Thus, each death in the study sample was assigned a cause of death in the vital registration (VR) data, an underlying cause from the VA investigation, and for those deaths that had occurred in health facilities, an underlying cause from the medical record (MR). The underlying causes coded according to the 3-character ICD code from VR, VA, and MR were then aggregated to the WHO Global Burden of Disease categories [13] for descriptive and comparative analyses.
Data analysis
The data analysis was done for both arms of the study. For non-hospital deaths, the VA diagnoses were compared with the causes recorded at registration (VR diagnoses), to understand the degree of the reliability of the registration data. Patterns of misclassification between VA and VR diagnoses were assessed, along with the net misclassifications for specific cause categories. These misclassification patterns were analyzed in terms of overall changes in cause-specific mortality proportions for each cause, as determined from the VA study. Eventually, the VA cause-specific mortality fractions for the sample of non-medically certified deaths were adopted for estimating the overall cause-specific patterns for non-medically certified deaths in Malaysia.
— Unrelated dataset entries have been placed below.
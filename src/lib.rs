//! fxinject - shader effect binding and parameter linking
//!
//! Compiles externally authored effect files against a host's graphics device
//! and drives them from the host's render loop:
//!
//! - **Binding**: attaches to a device, compiles effects, creates parameters
//!   and textures, and enforces the effect/pass activation state machine
//! - **Effect / Technique / Pass**: the reflected program, with techniques
//!   filtered by hardware validation and passes carrying render targets
//! - **Parameter**: typed value cells with directed value propagation
//! - **Registry**: named parameters and textures shared across effects, filled
//!   automatically from effect annotations
//!
//! The native compiler and device sit behind [`backend::EffectBackend`]; the
//! `dummy` feature provides a reference implementation without a GPU.

pub mod backend;
pub mod config;
pub mod error;
pub mod framework;
pub mod fx;
pub mod registry;
pub mod vfs;

#[cfg(all(test, feature = "dummy"))]
mod test_support;

pub use config::CoreConfig;
pub use error::{FxError, FxResult};
pub use framework::Core;
pub use fx::{
    Binding, BindingArgument, Effect, Parameter, ParameterValue, Pass, PropertyKey,
    PropertyValue, Resource, ResourceKind, ResourceRef, Technique, Texture,
};
pub use registry::{ParameterQuery, Registry};

/// Crate version.
pub const VERSION: &str = env!("CARGO_PKG_VERSION");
Similar analyses were also conducted for the sample of medically certified deaths, for which the diagnoses of underlying causes of death from the MR review were compared with the registration diagnoses. In this analysis, the validity of the registration diagnoses for each cause was assessed in terms of sensitivity, specificity and positive predictive value, using the medical record review diagnoses as the reference standard (data not shown). The net misclassifications for specific cause categories were analysed in terms of overall changes in cause-specific mortality proportions that resulted from the MR review. The MR derived cause-specific mortality fractions were adopted for estimating the overall cause-specific patterns for medically certified deaths in Malaysia.
Cause specific mortality estimates
The revised cause-specific mortality proportions for each cause in the hospital death and home death components of the study sample were first applied to the total number of registered deaths in each component separately for males and females, to generate the total estimated number of deaths from each cause. Subsequently, these total numbers of deaths from each cause for each sex were weighted according to the age distributions for each cause as observed in the registration data, separately for hospital and home deaths. This step resulted in the corrected numbers of deaths by age, sex and cause for the hospital and home deaths. These revised death numbers were then summed across the two components to derive the preliminary national mortality estimates by age, sex and cause. Subsequently, standard redistribution algorithms used in the WHO Burden of Disease methodology were applied to redistribute the remaining deaths with ill-defined causes, as well as those with codes from non-specific cardiovascular diseases and cancers without mention of primary site [14].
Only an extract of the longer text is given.